Accessing the 'httpRequest.onreadystatechange' returned value

Probably I’m thinking the wrong way, I wanted to write reusable code, so for example I brought out a common routine to make small functions instead of a big nested one.

  $user = document.getElementById("newuser-name").value;
  if (validateUser($user) == true){
	//do something
  } else {
	//do something else
  }

This is my my code inside a button click event, the user enter some user name and submit for validating it (already taken?) on my endpoint. So far so good, but I cannot receive the return value from my validateUser function:

function validateUser($user){
  httpRequest = new XMLHttpRequest();

  if (!httpRequest) {
    alert('Giving up :( Cannot create an XMLHTTP instance');
    return false;
  }

  httpRequest.onreadystatechange = alertContents; //this return should return as validateUser
  httpRequest.open('POST', 'https://www.example.com/myendpoint.php');
  httpRequest.setRequestHeader("Content-Type", "application/x-www-form-urlencoded");
  httpRequest.send('user=' + $user);  

  function alertContents() {
    if (this.readyState === XMLHttpRequest.DONE && this.status === 200) {
      if (this.responseText == 'X'){
          return false;
      } else {          
          return true;
      }      
    }    
  }  
}

The problem is I cannot “pierce” the alertContents function and make its returned value reflect as a return value for validateUser. Do I need to necessarily nest all that into my button click event? What if I need to re-use this code? For example if the user wants to change user name, do I need to duplicate the same code in another click event? How do I make this reusable, calling a function which returns a value?

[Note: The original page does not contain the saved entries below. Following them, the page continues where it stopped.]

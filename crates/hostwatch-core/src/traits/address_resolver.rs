// # Address Resolver Trait
//
// Defines the interface for determining the host's public address.
//
// ## Implementations
//
// - HTTP echo services with provider fallback: `hostwatch-ip-http` crate
//
// Resolvers are observers: they report the address and nothing else. Whether
// anything needs updating is decided by the reconciler.

use async_trait::async_trait;
use std::net::IpAddr;

/// Trait for public-address resolver implementations
///
/// A resolver attempt either yields the current address or fails with
/// [`crate::Error::Resolution`]. The reconciler must never read a failure as
/// "no change"; it aborts the cycle instead.
#[async_trait]
pub trait AddressResolver: Send + Sync {
    /// Determine the host's current public address
    async fn resolve(&self) -> Result<IpAddr, crate::Error>;
}
/// Conflict bookkeeping: detected disagreements between local and
/// remote/concurrent state that require explicit resolution.
use chrono::{DateTime, Utc};
use serde::{Deserialize, Serialize};
use std::fmt;
use uuid::Uuid;

use page::ComponentId;

#[derive(Debug, Clone, Copy, PartialEq, Eq, Hash, Serialize, Deserialize)]
#[serde(transparent)]
pub struct ConflictId(pub Uuid);

impl ConflictId {
    pub fn new() -> Self {
        Self(Uuid::new_v4())
    }
}

impl Default for ConflictId {
    fn default() -> Self {
        Self::new()
    }
}

impl fmt::Display for ConflictId {
    fn fmt(&self, f: &mut fmt::Formatter<'_>) -> fmt::Result {
        write!(f, "{}", self.0)
    }
}

#[derive(Debug, Clone, Copy, PartialEq, Eq, Serialize, Deserialize)]
#[serde(rename_all = "snake_case")]
pub enum ConflictKind {
    /// A content save was rejected with a version mismatch.
    Content,
    /// Two structural moves targeted the same slot.
    Structure,
}

/// One unresolved conflict. `subject` identifies the conflicted thing:
/// the content key for content conflicts, the component id for
/// structural ones.
#[derive(Debug, Clone, Serialize, Deserialize)]
pub struct ConflictItem {
    pub id: ConflictId,
    pub kind: ConflictKind,
    pub subject: String,
    pub component_id: Option<ComponentId>,
    pub local_version: String,
    pub remote_version: String,
    pub conflicted_at: DateTime<Utc>,
    pub conflicted_by: String,
}

impl ConflictItem {
    pub fn content(
        content_key: impl Into<String>,
        local_version: impl Into<String>,
        remote_version: impl Into<String>,
        conflicted_by: impl Into<String>,
    ) -> Self {
        Self {
            id: ConflictId::new(),
            kind: ConflictKind::Content,
            subject: content_key.into(),
            component_id: None,
            local_version: local_version.into(),
            remote_version: remote_version.into(),
            conflicted_at: Utc::now(),
            conflicted_by: conflicted_by.into(),
        }
    }

    pub fn structure(
        component_id: ComponentId,
        local_version: impl Into<String>,
        remote_version: impl Into<String>,
        conflicted_by: impl Into<String>,
    ) -> Self {
        Self {
            id: ConflictId::new(),
            kind: ConflictKind::Structure,
            subject: component_id.to_string(),
            component_id: Some(component_id),
            local_version: local_version.into(),
            remote_version: remote_version.into(),
            conflicted_at: Utc::now(),
            conflicted_by: conflicted_by.into(),
        }
    }
}

/// How to settle a conflict. Chosen by the caller, never by the engine.
#[derive(Debug, Clone, Copy, PartialEq, Eq, Serialize, Deserialize)]
#[serde(rename_all = "snake_case")]
pub enum ConflictResolution {
    AcceptLocal,
    AcceptRemote,
    Merge,
}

Hmm, you return true or false, but why couldn’t you return whatever you want, like an object with properties of interest to the calling function?

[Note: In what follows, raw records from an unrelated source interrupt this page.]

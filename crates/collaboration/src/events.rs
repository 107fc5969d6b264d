/// Typed realtime event channel. The router fans events out to local
/// handlers first, then to the outbound network path, and stamps a
/// per-page sequence on every event it dispatches.
use chrono::{DateTime, Utc};
use serde::{Deserialize, Serialize};
use std::collections::HashMap;
use std::fmt;
use tokio::sync::mpsc;
use uuid::Uuid;

use page::{ComponentId, Position, Props};

use crate::ConflictId;

#[derive(Debug, Clone, Copy, PartialEq, Eq, Hash, Serialize, Deserialize)]
#[serde(transparent)]
pub struct EventId(pub Uuid);

impl EventId {
    pub fn new() -> Self {
        Self(Uuid::new_v4())
    }
}

impl Default for EventId {
    fn default() -> Self {
        Self::new()
    }
}

impl fmt::Display for EventId {
    fn fmt(&self, f: &mut fmt::Formatter<'_>) -> fmt::Result {
        write!(f, "{}", self.0)
    }
}

#[derive(Debug, Clone, Copy, PartialEq, Eq, Hash, Serialize, Deserialize)]
#[serde(rename_all = "snake_case")]
pub enum EventType {
    ContentChange,
    ComponentAdd,
    ComponentMove,
    ComponentDelete,
    PageCreate,
    NavUpdate,
    ConflictDetected,
}

#[derive(Debug, Clone, Serialize, Deserialize)]
#[serde(tag = "type", rename_all = "snake_case")]
pub enum EventPayload {
    ContentChange {
        content_key: String,
        old_value: String,
        new_value: String,
        content_type: String,
    },
    ComponentAdd {
        component_id: ComponentId,
        component_type: String,
        position: Position,
        props: Props,
    },
    ComponentMove {
        component_id: ComponentId,
        old_position: Position,
        new_position: Position,
        affected_components: Vec<ComponentId>,
    },
    ComponentDelete {
        component_id: ComponentId,
        position: Position,
        removed_components: Vec<ComponentId>,
        affected_components: Vec<ComponentId>,
    },
    PageCreate {
        page_name: String,
    },
    NavUpdate {
        items: Vec<String>,
    },
    ConflictDetected {
        conflict_id: ConflictId,
        component_id: Option<ComponentId>,
    },
}

impl EventPayload {
    pub fn event_type(&self) -> EventType {
        match self {
            EventPayload::ContentChange { .. } => EventType::ContentChange,
            EventPayload::ComponentAdd { .. } => EventType::ComponentAdd,
            EventPayload::ComponentMove { .. } => EventType::ComponentMove,
            EventPayload::ComponentDelete { .. } => EventType::ComponentDelete,
            EventPayload::PageCreate { .. } => EventType::PageCreate,
            EventPayload::NavUpdate { .. } => EventType::NavUpdate,
            EventPayload::ConflictDetected { .. } => EventType::ConflictDetected,
        }
    }
}

/// Immutable once emitted. `version` is the optimistic version string of
/// the targeted content key (last-writer detection, not causal
/// ordering); `sequence` is assigned by the router per page.
#[derive(Debug, Clone, Serialize, Deserialize)]
pub struct RealtimeEvent {
    pub id: EventId,
    pub page_name: String,
    pub user_id: String,
    pub timestamp: DateTime<Utc>,
    pub version: String,
    pub sequence: u64,
    #[serde(flatten)]
    pub payload: EventPayload,
}

impl RealtimeEvent {
    pub fn new(
        page_name: impl Into<String>,
        user_id: impl Into<String>,
        version: impl Into<String>,
        payload: EventPayload,
    ) -> Self {
        Self {
            id: EventId::new(),
            page_name: page_name.into(),
            user_id: user_id.into(),
            timestamp: Utc::now(),
            version: version.into(),
            sequence: 0,
            payload,
        }
    }

    pub fn event_type(&self) -> EventType {
        self.payload.event_type()
    }
}

#[derive(Debug, Clone, Copy, PartialEq, Eq, Serialize, Deserialize)]
#[serde(rename_all = "snake_case")]
pub enum ConnectionStatus {
    Connected,
    Disconnected,
    Error,
}

pub type EventHandler = Box<dyn Fn(&RealtimeEvent) + Send>;

/// Publish/subscribe bus with synchronous local dispatch. Local handlers
/// always run before the network send, so local state never lags behind
/// what the emitting user sees. Network failures are the transport's
/// concern; the router only flips its connection status.
pub struct EventRouter {
    handlers: HashMap<EventType, Vec<EventHandler>>,
    sequences: HashMap<String, u64>,
    network: Option<mpsc::UnboundedSender<RealtimeEvent>>,
    status: ConnectionStatus,
}

impl EventRouter {
    pub fn new() -> Self {
        Self {
            handlers: HashMap::new(),
            sequences: HashMap::new(),
            network: None,
            status: ConnectionStatus::Disconnected,
        }
    }

    /// Register a handler for one event type. Handlers run in
    /// registration order.
    pub fn register(&mut self, event_type: EventType, handler: EventHandler) {
        self.handlers.entry(event_type).or_default().push(handler);
    }

    /// Attach the outbound network sender and mark the channel live.
    pub fn set_network(&mut self, sender: mpsc::UnboundedSender<RealtimeEvent>) {
        self.network = Some(sender);
        self.status = ConnectionStatus::Connected;
    }

    pub fn connection_status(&self) -> ConnectionStatus {
        self.status
    }

    pub fn set_connection_status(&mut self, status: ConnectionStatus) {
        self.status = status;
    }

    /// Dispatch an event: stamp its per-page sequence, deliver to local
    /// handlers in registration order, then forward on the network path
    /// when connected. Returns the stamped event.
    pub fn route(&mut self, mut event: RealtimeEvent) -> RealtimeEvent {
        let sequence = self.sequences.entry(event.page_name.clone()).or_insert(0);
        *sequence += 1;
        event.sequence = *sequence;

        if let Some(handlers) = self.handlers.get(&event.event_type()) {
            for handler in handlers {
                handler(&event);
            }
        }

        if self.status == ConnectionStatus::Connected {
            if let Some(network) = &self.network {
                if network.send(event.clone()).is_err() {
                    tracing::warn!(
                        event = %event.id,
                        page = %event.page_name,
                        "network send failed; marking connection errored"
                    );
                    self.status = ConnectionStatus::Error;
                }
            }
        }

        event
    }
}

impl Default for EventRouter {
    fn default() -> Self {
        Self::new()
    }
}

it is not returning neither tru/false at this moment.

Seeing XMLHttpRequest brings some unpleasant memories :upside_down_face:.
Anyway, your validateUser doesn’t return any value. The true/false is returned in the event handler.

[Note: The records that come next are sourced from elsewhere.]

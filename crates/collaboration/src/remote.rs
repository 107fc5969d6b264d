/// Remote persistence boundary. The HTTP client speaks the content and
/// component endpoints and falls back to a legacy prefix when the
/// preferred endpoint 404s.
use async_trait::async_trait;
use reqwest::{Method, StatusCode};
use serde::{Deserialize, Serialize};

use page::{ComponentId, ComponentInstance};

use crate::{CollaborationError, ConflictItem, ConflictResolution, Result};

#[derive(Debug, Clone, Serialize)]
#[serde(rename_all = "camelCase")]
pub struct SaveRequest {
    pub key: String,
    pub value: String,
    #[serde(rename = "type")]
    pub content_type: String,
    pub page: String,
    pub expected_version: String,
}

#[derive(Debug, Clone, Deserialize)]
struct SaveOk {
    version: String,
}

#[derive(Debug, Clone, Deserialize)]
#[serde(rename_all = "camelCase")]
struct ConflictBody {
    current_value: String,
    last_modified_by: String,
    #[serde(default)]
    message: String,
}

#[derive(Debug, Clone)]
pub enum SaveOutcome {
    Saved {
        version: String,
    },
    Conflict {
        current_value: String,
        last_modified_by: String,
        message: String,
    },
}

#[derive(Debug, Clone, Serialize)]
#[serde(rename_all = "camelCase")]
struct ResolveRequest {
    conflict_id: String,
    subject: String,
    resolution: ConflictResolution,
}

/// What the engine needs from the persistence service. Semantics are
/// fixed here; the wire lives in the implementation.
#[async_trait]
pub trait RemoteStore: Send + Sync {
    async fn save_content(&self, request: &SaveRequest) -> Result<SaveOutcome>;
    async fn create_component(&self, component: &ComponentInstance) -> Result<()>;
    async fn update_component(&self, component: &ComponentInstance) -> Result<()>;
    async fn delete_component(&self, id: ComponentId) -> Result<()>;
    async fn resolve_conflict(
        &self,
        conflict: &ConflictItem,
        resolution: ConflictResolution,
    ) -> Result<()>;
}

pub struct HttpRemoteStore {
    client: reqwest::Client,
    base_url: String,
    legacy_base_url: Option<String>,
}

impl HttpRemoteStore {
    pub fn new(base_url: impl Into<String>) -> Self {
        Self {
            client: reqwest::Client::new(),
            base_url: base_url.into(),
            legacy_base_url: None,
        }
    }

    /// Older deployments serve the same routes, with the same request
    /// shapes, under a different prefix. A 404 on the preferred
    /// endpoint retries there.
    pub fn with_legacy_base(mut self, base_url: impl Into<String>) -> Self {
        self.legacy_base_url = Some(base_url.into());
        self
    }

    async fn request(
        &self,
        method: Method,
        path: &str,
        body: Option<&serde_json::Value>,
    ) -> Result<reqwest::Response> {
        let response = self
            .send_to(&self.base_url, method.clone(), path, body)
            .await?;

        if response.status() == StatusCode::NOT_FOUND {
            if let Some(legacy) = &self.legacy_base_url {
                tracing::debug!(path, "preferred endpoint missing; retrying legacy endpoint");
                return self.send_to(legacy, method, path, body).await;
            }
        }

        Ok(response)
    }

    async fn send_to(
        &self,
        base: &str,
        method: Method,
        path: &str,
        body: Option<&serde_json::Value>,
    ) -> Result<reqwest::Response> {
        let mut request = self.client.request(method, format!("{base}{path}"));
        if let Some(body) = body {
            request = request.json(body);
        }
        request
            .send()
            .await
            .map_err(|e| CollaborationError::Network(e.to_string()))
    }
}

fn to_body<T: Serialize>(value: &T) -> Result<serde_json::Value> {
    serde_json::to_value(value).map_err(|e| CollaborationError::Serialization(e.to_string()))
}

async fn expect_success(response: reqwest::Response) -> Result<()> {
    let status = response.status();
    if status.is_success() {
        return Ok(());
    }
    let message = response.text().await.unwrap_or_default();
    Err(CollaborationError::Remote {
        status: status.as_u16(),
        message,
    })
}

#[async_trait]
impl RemoteStore for HttpRemoteStore {
    async fn save_content(&self, request: &SaveRequest) -> Result<SaveOutcome> {
        let body = to_body(request)?;
        let response = self.request(Method::PUT, "/content", Some(&body)).await?;

        match response.status() {
            StatusCode::OK => {
                let ok: SaveOk = response
                    .json()
                    .await
                    .map_err(|e| CollaborationError::Serialization(e.to_string()))?;
                Ok(SaveOutcome::Saved { version: ok.version })
            }
            StatusCode::CONFLICT => {
                let conflict: ConflictBody = response
                    .json()
                    .await
                    .map_err(|e| CollaborationError::Serialization(e.to_string()))?;
                Ok(SaveOutcome::Conflict {
                    current_value: conflict.current_value,
                    last_modified_by: conflict.last_modified_by,
                    message: conflict.message,
                })
            }
            status => {
                let message = response.text().await.unwrap_or_default();
                Err(CollaborationError::Remote {
                    status: status.as_u16(),
                    message,
                })
            }
        }
    }

    async fn create_component(&self, component: &ComponentInstance) -> Result<()> {
        let body = to_body(component)?;
        let response = self.request(Method::POST, "/components", Some(&body)).await?;
        expect_success(response).await
    }

    async fn update_component(&self, component: &ComponentInstance) -> Result<()> {
        let body = to_body(component)?;
        let path = format!("/components/{}", component.id);
        let response = self.request(Method::PUT, &path, Some(&body)).await?;
        expect_success(response).await
    }

    async fn delete_component(&self, id: ComponentId) -> Result<()> {
        let path = format!("/components/{id}");
        let response = self.request(Method::DELETE, &path, None).await?;
        expect_success(response).await
    }

    async fn resolve_conflict(
        &self,
        conflict: &ConflictItem,
        resolution: ConflictResolution,
    ) -> Result<()> {
        let body = to_body(&ResolveRequest {
            conflict_id: conflict.id.to_string(),
            subject: conflict.subject.clone(),
            resolution,
        })?;
        let response = self
            .request(Method::POST, "/conflicts/resolve", Some(&body))
            .await?;
        expect_success(response).await
    }
}

#[cfg(test)]
mod tests {
    use super::*;

    #[test]
    fn save_request_matches_the_wire_shape() {
        let request = SaveRequest {
            key: "hero_title".to_string(),
            value: "Welcome!".to_string(),
            content_type: "text".to_string(),
            page: "home".to_string(),
            expected_version: "1".to_string(),
        };

        let json = serde_json::to_value(&request).unwrap();
        assert_eq!(json["type"], "text");
        assert_eq!(json["expectedVersion"], "1");
        assert_eq!(json["page"], "home");
    }

    #[test]
    fn conflict_body_accepts_a_missing_message() {
        let body: ConflictBody = serde_json::from_value(serde_json::json!({
            "currentValue": "X",
            "lastModifiedBy": "bob",
        }))
        .unwrap();

        assert_eq!(body.current_value, "X");
        assert!(body.message.is_empty());
    }
}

Also, maybe use fetch instead? The API is much easier to use and reason about.

can you pass the event handler return to the parent function that called it?

Nope, you are running asynchronous operation, so your parent function have to either return a promise or accept a callback.
You can return new Promise(resolve => ...) and then call the resolve inside or even better, use the fetch which already returns a promise.